• [WORK ORDER]
Return the data that follows exactly. Include every line.
(RECORD EXCERPTS Opens)
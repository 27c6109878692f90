use crate::engine::client::AnalysisApi;
use crate::engine::Outcome;
use std::sync::{
    atomic::{AtomicBool, AtomicUsize, Ordering},
    Arc,
};
use std::time::Duration;
use tokio::sync::{mpsc, Notify};
use tokio::task::JoinHandle;
use tokio::time::{Instant, MissedTickBehavior};
use tracing::{debug, trace};

const MIN_POLL_INTERVAL: Duration = Duration::from_millis(10);

/// Parameters for spawning a status poll loop.
pub(crate) struct PollParams {
    pub api: Arc<dyn AnalysisApi>,
    pub job_id: String,
    pub generation: u64,
    pub interval: Duration,
    pub outcome_tx: mpsc::UnboundedSender<Outcome>,
    /// Shared count of loops that have not exited yet.
    pub live: Arc<AtomicUsize>,
}

/// Handle to the one scheduled status check loop for a job.
///
/// Cancelling stops the timer; a request already in flight still completes and
/// its outcome is delivered, tagged with this loop's generation.
pub(crate) struct PollTask {
    job_id: String,
    generation: u64,
    cancel: Arc<AtomicBool>,
    wake: Arc<Notify>,
    // Detached on drop; the loop exits on its own once it sees the flag.
    _handle: JoinHandle<()>,
}

impl PollTask {
    pub fn spawn(params: PollParams) -> Self {
        let PollParams {
            api,
            job_id,
            generation,
            interval,
            outcome_tx,
            live,
        } = params;
        let cancel = Arc::new(AtomicBool::new(false));
        let wake = Arc::new(Notify::new());

        live.fetch_add(1, Ordering::SeqCst);
        let guard = LiveGuard(live);
        let loop_job_id = job_id.clone();
        let cancel2 = cancel.clone();
        let wake2 = wake.clone();
        let handle = tokio::spawn(async move {
            let _guard = guard;
            poll_loop(
                api,
                loop_job_id,
                generation,
                interval.max(MIN_POLL_INTERVAL),
                cancel2,
                wake2,
                outcome_tx,
            )
            .await;
        });

        Self {
            job_id,
            generation,
            cancel,
            wake,
            _handle: handle,
        }
    }

    /// Stop scheduling further ticks. Safe to call any number of times.
    pub fn cancel(&self) {
        if !self.cancel.swap(true, Ordering::SeqCst) {
            debug!(job_id = %self.job_id, generation = self.generation, "poll loop cancelled");
            self.wake.notify_one();
        }
    }

    pub fn is_cancelled(&self) -> bool {
        self.cancel.load(Ordering::SeqCst)
    }

    pub fn job_id(&self) -> &str {
        &self.job_id
    }
}

impl Drop for PollTask {
    fn drop(&mut self) {
        self.cancel();
    }
}

struct LiveGuard(Arc<AtomicUsize>);

impl Drop for LiveGuard {
    fn drop(&mut self) {
        self.0.fetch_sub(1, Ordering::SeqCst);
    }
}

async fn poll_loop(
    api: Arc<dyn AnalysisApi>,
    job_id: String,
    generation: u64,
    interval: Duration,
    cancel: Arc<AtomicBool>,
    wake: Arc<Notify>,
    outcome_tx: mpsc::UnboundedSender<Outcome>,
) {
    // First check happens one full period after polling starts.
    let mut ticker = tokio::time::interval_at(Instant::now() + interval, interval);
    // Each request is awaited before the next tick, so a slow request skips ticks
    // instead of stacking them up.
    ticker.set_missed_tick_behavior(MissedTickBehavior::Skip);

    loop {
        tokio::select! {
            _ = ticker.tick() => {}
            _ = wake.notified() => {}
        }
        if cancel.load(Ordering::SeqCst) {
            break;
        }

        trace!(%job_id, generation, "poll tick");
        let result = api.job_status(&job_id).await;
        let keep_polling = matches!(&result, Ok(r) if !r.status.is_terminal());

        let outcome = Outcome::Polled {
            generation,
            job_id: job_id.clone(),
            result,
        };
        if outcome_tx.send(outcome).is_err() || !keep_polling {
            break;
        }
    }
    debug!(%job_id, generation, "poll loop exited");
}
(RECORD EXCERPTS Closes)
• [OUTPUT OF THE EXERCISE]
repository 27c6109878692f90
use crate::engine::client::AnalysisApi;
use crate::engine::Outcome;
use std::sync::{
    atomic::{AtomicBool, AtomicUsize, Ordering},
    Arc,
};
use std::time::Duration;
use tokio::sync::{mpsc, Notify};
use tokio::task::JoinHandle;
use tokio::time::{Instant, MissedTickBehavior};
use tracing::{debug, trace};

const MIN_POLL_INTERVAL: Duration = Duration::from_millis(10);

/// Parameters for spawning a status poll loop.
pub(crate) struct PollParams {
    pub api: Arc<dyn AnalysisApi>,
    pub job_id: String,
    pub generation: u64,
    pub interval: Duration,
    pub outcome_tx: mpsc::UnboundedSender<Outcome>,
    /// Shared count of loops that have not exited yet.
    pub live: Arc<AtomicUsize>,
}

/// Handle to the one scheduled status check loop for a job.
///
/// Cancelling stops the timer; a request already in flight still completes and
/// its outcome is delivered, tagged with this loop's generation.
pub(crate) struct PollTask {
    job_id: String,
    generation: u64,
    cancel: Arc<AtomicBool>,
    wake: Arc<Notify>,
    // Detached on drop; the loop exits on its own once it sees the flag.
    _handle: JoinHandle<()>,
}

impl PollTask {
    pub fn spawn(params: PollParams) -> Self {
        let PollParams {
            api,
            job_id,
            generation,
            interval,
            outcome_tx,
            live,
        } = params;
        let cancel = Arc::new(AtomicBool::new(false));
        let wake = Arc::new(Notify::new());

        live.fetch_add(1, Ordering::SeqCst);
        let guard = LiveGuard(live);
        let loop_job_id = job_id.clone();
        let cancel2 = cancel.clone();
        let wake2 = wake.clone();
        let handle = tokio::spawn(async move {
            let _guard = guard;
            poll_loop(
                api,
                loop_job_id,
                generation,
                interval.max(MIN_POLL_INTERVAL),
                cancel2,
                wake2,
                outcome_tx,
            )
            .await;
        });

        Self {
            job_id,
            generation,
            cancel,
            wake,
            _handle: handle,
        }
    }

    /// Stop scheduling further ticks. Safe to call any number of times.
    pub fn cancel(&self) {
        if !self.cancel.swap(true, Ordering::SeqCst) {
            debug!(job_id = %self.job_id, generation = self.generation, "poll loop cancelled");
            self.wake.notify_one();
        }
    }

    pub fn is_cancelled(&self) -> bool {
        self.cancel.load(Ordering::SeqCst)
    }

    pub fn job_id(&self) -> &str {
        &self.job_id
    }
}

impl Drop for PollTask {
    fn drop(&mut self) {
        self.cancel();
    }
}

struct LiveGuard(Arc<AtomicUsize>);

impl Drop for LiveGuard {
    fn drop(&mut self) {
        self.0.fetch_sub(1, Ordering::SeqCst);
    }
}

async fn poll_loop(
    api: Arc<dyn AnalysisApi>,
    job_id: String,
    generation: u64,
    interval: Duration,
    cancel: Arc<AtomicBool>,
    wake: Arc<Notify>,
    outcome_tx: mpsc::UnboundedSender<Outcome>,
) {
    // First check happens one full period after polling starts.
    let mut ticker = tokio::time::interval_at(Instant::now() + interval, interval);
    // Each request is awaited before the next tick, so a slow request skips ticks
    // instead of stacking them up.
    ticker.set_missed_tick_behavior(MissedTickBehavior::Skip);

    loop {
        tokio::select! {
            _ = ticker.tick() => {}
            _ = wake.notified() => {}
        }
        if cancel.load(Ordering::SeqCst) {
            break;
        }

        trace!(%job_id, generation, "poll tick");
        let result = api.job_status(&job_id).await;
        let keep_polling = matches!(&result, Ok(r) if !r.status.is_terminal());

        let outcome = Outcome::Polled {
            generation,
            job_id: job_id.clone(),
            result,
        };
        if outcome_tx.send(outcome).is_err() || !keep_polling {
            break;
        }
    }
    debug!(%job_id, generation, "poll loop exited");
}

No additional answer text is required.